> _Instructions to follow_
Please copy each line of the data that includes the string "StoreConfig".
(Material supplied)
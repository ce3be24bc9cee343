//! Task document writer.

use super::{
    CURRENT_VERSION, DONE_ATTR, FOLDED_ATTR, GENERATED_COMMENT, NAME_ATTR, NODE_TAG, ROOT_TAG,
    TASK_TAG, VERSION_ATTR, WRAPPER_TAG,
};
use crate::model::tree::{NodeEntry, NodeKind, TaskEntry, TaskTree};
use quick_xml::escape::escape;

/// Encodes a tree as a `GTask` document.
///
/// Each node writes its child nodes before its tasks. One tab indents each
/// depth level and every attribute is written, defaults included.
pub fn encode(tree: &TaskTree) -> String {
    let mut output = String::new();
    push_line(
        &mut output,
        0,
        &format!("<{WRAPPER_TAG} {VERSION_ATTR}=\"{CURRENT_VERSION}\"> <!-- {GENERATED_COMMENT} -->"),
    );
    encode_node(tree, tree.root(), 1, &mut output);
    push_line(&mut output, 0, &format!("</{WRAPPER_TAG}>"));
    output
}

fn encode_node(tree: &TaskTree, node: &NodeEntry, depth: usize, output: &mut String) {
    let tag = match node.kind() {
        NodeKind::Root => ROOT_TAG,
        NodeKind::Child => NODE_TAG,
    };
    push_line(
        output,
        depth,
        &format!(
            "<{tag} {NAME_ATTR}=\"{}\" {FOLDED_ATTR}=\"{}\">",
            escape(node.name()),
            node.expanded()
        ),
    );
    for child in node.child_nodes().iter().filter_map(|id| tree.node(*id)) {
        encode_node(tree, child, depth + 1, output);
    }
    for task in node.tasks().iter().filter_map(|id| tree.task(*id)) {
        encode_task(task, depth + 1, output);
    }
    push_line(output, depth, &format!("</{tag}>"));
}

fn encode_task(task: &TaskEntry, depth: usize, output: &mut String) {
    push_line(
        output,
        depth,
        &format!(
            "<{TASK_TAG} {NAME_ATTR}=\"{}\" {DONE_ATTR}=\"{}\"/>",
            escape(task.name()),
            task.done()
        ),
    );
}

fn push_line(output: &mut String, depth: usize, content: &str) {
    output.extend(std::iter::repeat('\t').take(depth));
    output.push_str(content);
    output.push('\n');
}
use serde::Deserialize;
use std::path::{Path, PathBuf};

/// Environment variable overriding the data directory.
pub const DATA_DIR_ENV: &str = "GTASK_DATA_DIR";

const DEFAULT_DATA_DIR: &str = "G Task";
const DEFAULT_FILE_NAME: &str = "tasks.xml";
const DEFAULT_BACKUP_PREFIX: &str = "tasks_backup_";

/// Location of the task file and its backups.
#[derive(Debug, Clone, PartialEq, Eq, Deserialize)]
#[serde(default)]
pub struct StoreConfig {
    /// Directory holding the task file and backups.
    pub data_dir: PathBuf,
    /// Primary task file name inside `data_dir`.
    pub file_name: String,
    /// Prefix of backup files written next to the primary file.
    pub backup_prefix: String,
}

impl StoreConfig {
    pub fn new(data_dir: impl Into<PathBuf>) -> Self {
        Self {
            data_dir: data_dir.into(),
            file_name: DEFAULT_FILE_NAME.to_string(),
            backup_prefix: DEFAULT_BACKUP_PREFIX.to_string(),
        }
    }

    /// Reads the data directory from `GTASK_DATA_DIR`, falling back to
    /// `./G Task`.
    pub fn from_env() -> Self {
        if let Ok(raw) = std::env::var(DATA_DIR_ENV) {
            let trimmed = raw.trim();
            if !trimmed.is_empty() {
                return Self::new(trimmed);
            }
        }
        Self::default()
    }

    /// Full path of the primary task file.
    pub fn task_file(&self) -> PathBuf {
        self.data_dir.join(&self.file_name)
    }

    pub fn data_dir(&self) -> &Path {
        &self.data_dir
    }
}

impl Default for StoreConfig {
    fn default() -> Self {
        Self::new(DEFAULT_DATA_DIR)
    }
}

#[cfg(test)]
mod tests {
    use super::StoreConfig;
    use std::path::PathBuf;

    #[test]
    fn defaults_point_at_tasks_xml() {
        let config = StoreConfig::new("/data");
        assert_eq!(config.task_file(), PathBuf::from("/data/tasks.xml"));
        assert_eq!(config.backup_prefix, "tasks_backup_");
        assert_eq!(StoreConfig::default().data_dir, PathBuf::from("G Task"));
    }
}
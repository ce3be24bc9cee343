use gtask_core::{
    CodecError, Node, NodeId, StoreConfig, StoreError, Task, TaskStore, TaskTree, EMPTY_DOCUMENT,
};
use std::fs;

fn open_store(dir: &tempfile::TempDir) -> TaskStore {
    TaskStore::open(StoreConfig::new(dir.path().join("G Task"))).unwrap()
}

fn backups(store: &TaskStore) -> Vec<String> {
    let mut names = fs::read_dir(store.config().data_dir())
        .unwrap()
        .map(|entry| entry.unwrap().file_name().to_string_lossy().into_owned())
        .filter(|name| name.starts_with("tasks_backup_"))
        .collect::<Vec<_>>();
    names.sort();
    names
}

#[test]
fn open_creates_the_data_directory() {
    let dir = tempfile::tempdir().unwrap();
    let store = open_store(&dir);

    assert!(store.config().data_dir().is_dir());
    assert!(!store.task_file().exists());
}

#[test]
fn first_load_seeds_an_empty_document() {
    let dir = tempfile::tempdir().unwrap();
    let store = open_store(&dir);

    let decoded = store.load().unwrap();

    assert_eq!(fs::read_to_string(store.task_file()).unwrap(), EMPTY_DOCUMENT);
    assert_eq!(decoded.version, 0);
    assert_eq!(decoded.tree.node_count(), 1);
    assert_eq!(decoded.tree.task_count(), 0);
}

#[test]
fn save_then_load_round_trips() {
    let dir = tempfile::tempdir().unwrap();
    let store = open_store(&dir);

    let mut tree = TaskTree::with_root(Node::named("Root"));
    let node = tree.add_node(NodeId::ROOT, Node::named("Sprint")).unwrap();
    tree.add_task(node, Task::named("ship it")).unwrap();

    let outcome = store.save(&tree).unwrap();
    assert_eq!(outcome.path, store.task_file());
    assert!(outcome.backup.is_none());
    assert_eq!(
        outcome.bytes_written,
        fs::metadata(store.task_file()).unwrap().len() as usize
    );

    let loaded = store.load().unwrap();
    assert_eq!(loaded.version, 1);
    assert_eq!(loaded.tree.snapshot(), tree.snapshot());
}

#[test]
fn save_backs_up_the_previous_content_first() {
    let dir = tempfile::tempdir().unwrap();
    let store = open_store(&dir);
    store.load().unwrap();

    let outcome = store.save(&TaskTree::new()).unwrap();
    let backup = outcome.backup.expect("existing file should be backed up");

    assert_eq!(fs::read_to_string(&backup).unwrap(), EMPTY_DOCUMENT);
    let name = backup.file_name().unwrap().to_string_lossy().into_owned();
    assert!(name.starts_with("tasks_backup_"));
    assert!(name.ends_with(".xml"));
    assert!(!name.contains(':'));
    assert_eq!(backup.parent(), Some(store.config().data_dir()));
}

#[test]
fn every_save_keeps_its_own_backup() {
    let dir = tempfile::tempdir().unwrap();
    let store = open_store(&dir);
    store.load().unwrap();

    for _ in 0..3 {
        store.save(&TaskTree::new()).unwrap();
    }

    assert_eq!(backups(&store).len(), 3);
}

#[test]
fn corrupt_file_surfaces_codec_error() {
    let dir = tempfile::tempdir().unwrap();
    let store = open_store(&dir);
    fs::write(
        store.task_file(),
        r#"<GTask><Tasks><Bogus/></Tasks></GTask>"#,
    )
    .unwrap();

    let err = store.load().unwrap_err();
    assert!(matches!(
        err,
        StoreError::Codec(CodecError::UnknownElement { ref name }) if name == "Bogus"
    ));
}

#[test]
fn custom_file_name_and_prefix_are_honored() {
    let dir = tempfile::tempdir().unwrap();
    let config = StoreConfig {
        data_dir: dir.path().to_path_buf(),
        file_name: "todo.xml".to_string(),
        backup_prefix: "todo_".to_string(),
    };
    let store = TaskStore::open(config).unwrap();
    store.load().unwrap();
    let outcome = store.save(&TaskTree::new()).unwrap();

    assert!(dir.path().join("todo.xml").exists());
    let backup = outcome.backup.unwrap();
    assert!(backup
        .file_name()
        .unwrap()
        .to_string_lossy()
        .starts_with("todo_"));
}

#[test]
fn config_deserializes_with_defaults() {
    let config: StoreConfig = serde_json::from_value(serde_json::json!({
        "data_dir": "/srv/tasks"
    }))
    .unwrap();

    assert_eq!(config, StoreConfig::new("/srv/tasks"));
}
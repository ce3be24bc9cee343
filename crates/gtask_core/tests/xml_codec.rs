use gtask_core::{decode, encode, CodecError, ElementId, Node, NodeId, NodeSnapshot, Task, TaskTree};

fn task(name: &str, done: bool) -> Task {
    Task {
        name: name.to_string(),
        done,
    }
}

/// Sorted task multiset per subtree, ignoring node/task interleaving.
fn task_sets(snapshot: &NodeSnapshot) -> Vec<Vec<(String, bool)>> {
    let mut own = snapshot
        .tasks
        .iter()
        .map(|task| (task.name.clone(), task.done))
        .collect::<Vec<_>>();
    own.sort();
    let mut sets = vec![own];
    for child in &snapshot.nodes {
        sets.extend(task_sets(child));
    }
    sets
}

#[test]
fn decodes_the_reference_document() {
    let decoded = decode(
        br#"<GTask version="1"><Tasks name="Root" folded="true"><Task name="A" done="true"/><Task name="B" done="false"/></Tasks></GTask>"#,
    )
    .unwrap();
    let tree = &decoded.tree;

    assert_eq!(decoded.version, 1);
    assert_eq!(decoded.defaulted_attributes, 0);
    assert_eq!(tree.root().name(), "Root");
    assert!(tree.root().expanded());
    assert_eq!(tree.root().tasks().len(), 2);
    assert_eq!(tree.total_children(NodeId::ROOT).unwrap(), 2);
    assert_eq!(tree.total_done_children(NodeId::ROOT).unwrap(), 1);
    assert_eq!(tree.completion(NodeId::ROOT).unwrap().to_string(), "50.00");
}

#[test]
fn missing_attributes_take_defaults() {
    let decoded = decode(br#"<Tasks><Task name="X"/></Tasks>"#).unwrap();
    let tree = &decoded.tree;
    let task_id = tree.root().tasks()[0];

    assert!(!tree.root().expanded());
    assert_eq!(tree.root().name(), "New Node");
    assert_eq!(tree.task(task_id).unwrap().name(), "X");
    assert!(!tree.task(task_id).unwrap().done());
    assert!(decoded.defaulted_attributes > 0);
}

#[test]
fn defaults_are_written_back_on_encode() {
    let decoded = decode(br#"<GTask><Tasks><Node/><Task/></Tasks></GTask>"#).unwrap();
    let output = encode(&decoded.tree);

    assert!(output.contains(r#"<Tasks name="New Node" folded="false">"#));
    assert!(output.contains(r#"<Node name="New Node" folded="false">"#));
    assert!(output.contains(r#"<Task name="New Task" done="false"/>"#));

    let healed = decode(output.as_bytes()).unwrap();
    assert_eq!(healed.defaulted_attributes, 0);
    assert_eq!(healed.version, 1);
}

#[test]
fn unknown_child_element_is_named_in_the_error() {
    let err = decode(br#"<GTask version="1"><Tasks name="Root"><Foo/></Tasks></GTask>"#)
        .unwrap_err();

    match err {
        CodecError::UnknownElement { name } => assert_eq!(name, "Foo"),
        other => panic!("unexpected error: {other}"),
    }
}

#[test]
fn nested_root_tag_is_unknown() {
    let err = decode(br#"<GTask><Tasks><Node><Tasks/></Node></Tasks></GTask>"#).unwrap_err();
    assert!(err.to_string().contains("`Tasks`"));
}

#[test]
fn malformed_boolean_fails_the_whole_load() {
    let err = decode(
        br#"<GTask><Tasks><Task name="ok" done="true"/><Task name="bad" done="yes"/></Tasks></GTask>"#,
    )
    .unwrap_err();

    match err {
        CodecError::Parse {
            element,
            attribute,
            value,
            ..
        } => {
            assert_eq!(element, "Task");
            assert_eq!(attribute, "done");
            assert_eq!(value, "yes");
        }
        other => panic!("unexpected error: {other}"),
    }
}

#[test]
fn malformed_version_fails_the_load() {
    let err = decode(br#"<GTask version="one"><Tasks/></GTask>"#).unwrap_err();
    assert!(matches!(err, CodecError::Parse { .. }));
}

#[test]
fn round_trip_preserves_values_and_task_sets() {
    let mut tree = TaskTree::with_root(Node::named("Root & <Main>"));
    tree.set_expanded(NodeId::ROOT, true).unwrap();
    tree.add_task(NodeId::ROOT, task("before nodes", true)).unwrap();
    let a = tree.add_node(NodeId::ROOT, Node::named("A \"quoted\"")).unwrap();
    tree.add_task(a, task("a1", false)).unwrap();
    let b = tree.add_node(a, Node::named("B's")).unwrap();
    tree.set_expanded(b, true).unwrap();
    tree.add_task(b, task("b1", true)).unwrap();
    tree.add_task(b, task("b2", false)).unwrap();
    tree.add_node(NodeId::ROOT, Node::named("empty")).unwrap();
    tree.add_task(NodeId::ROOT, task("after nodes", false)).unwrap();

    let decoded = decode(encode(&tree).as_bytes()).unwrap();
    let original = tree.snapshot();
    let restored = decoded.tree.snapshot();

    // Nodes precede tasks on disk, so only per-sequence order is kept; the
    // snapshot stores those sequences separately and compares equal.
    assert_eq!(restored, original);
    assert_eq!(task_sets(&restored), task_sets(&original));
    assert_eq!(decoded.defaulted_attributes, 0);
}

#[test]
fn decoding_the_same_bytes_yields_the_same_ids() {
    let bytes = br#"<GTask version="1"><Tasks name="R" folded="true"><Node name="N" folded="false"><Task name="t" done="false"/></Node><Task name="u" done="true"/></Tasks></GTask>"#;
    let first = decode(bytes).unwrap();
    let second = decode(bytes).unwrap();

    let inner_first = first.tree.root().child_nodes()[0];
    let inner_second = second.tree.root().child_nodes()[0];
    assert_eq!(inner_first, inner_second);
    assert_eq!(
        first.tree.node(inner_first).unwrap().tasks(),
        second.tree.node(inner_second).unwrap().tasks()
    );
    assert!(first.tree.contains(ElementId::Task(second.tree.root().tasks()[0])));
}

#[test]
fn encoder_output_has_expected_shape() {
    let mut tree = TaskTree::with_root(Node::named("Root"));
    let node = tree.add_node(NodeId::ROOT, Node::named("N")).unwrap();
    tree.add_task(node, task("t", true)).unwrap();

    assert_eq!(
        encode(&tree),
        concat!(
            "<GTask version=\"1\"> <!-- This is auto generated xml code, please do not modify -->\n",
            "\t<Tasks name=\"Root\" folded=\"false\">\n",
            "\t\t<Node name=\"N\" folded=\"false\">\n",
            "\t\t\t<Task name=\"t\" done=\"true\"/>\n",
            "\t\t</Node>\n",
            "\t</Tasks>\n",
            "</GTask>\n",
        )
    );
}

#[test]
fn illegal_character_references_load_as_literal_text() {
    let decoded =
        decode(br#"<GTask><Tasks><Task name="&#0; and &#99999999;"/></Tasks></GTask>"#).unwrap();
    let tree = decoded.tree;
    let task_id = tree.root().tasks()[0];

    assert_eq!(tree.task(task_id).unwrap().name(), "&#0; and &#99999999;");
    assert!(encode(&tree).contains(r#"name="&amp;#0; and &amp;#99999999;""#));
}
(End Material supplied)
> _Output for this task_
pub struct StoreConfig {
impl StoreConfig {
impl Default for StoreConfig {
    use super::StoreConfig;
        let config = StoreConfig::new("/data");
        assert_eq!(StoreConfig::default().data_dir, PathBuf::from("G Task"));
    CodecError, Node, NodeId, StoreConfig, StoreError, Task, TaskStore, TaskTree, EMPTY_DOCUMENT,
    TaskStore::open(StoreConfig::new(dir.path().join("G Task"))).unwrap()
    let config = StoreConfig {
    let config: StoreConfig = serde_json::from_value(serde_json::json!({
    assert_eq!(config, StoreConfig::new("/srv/tasks"));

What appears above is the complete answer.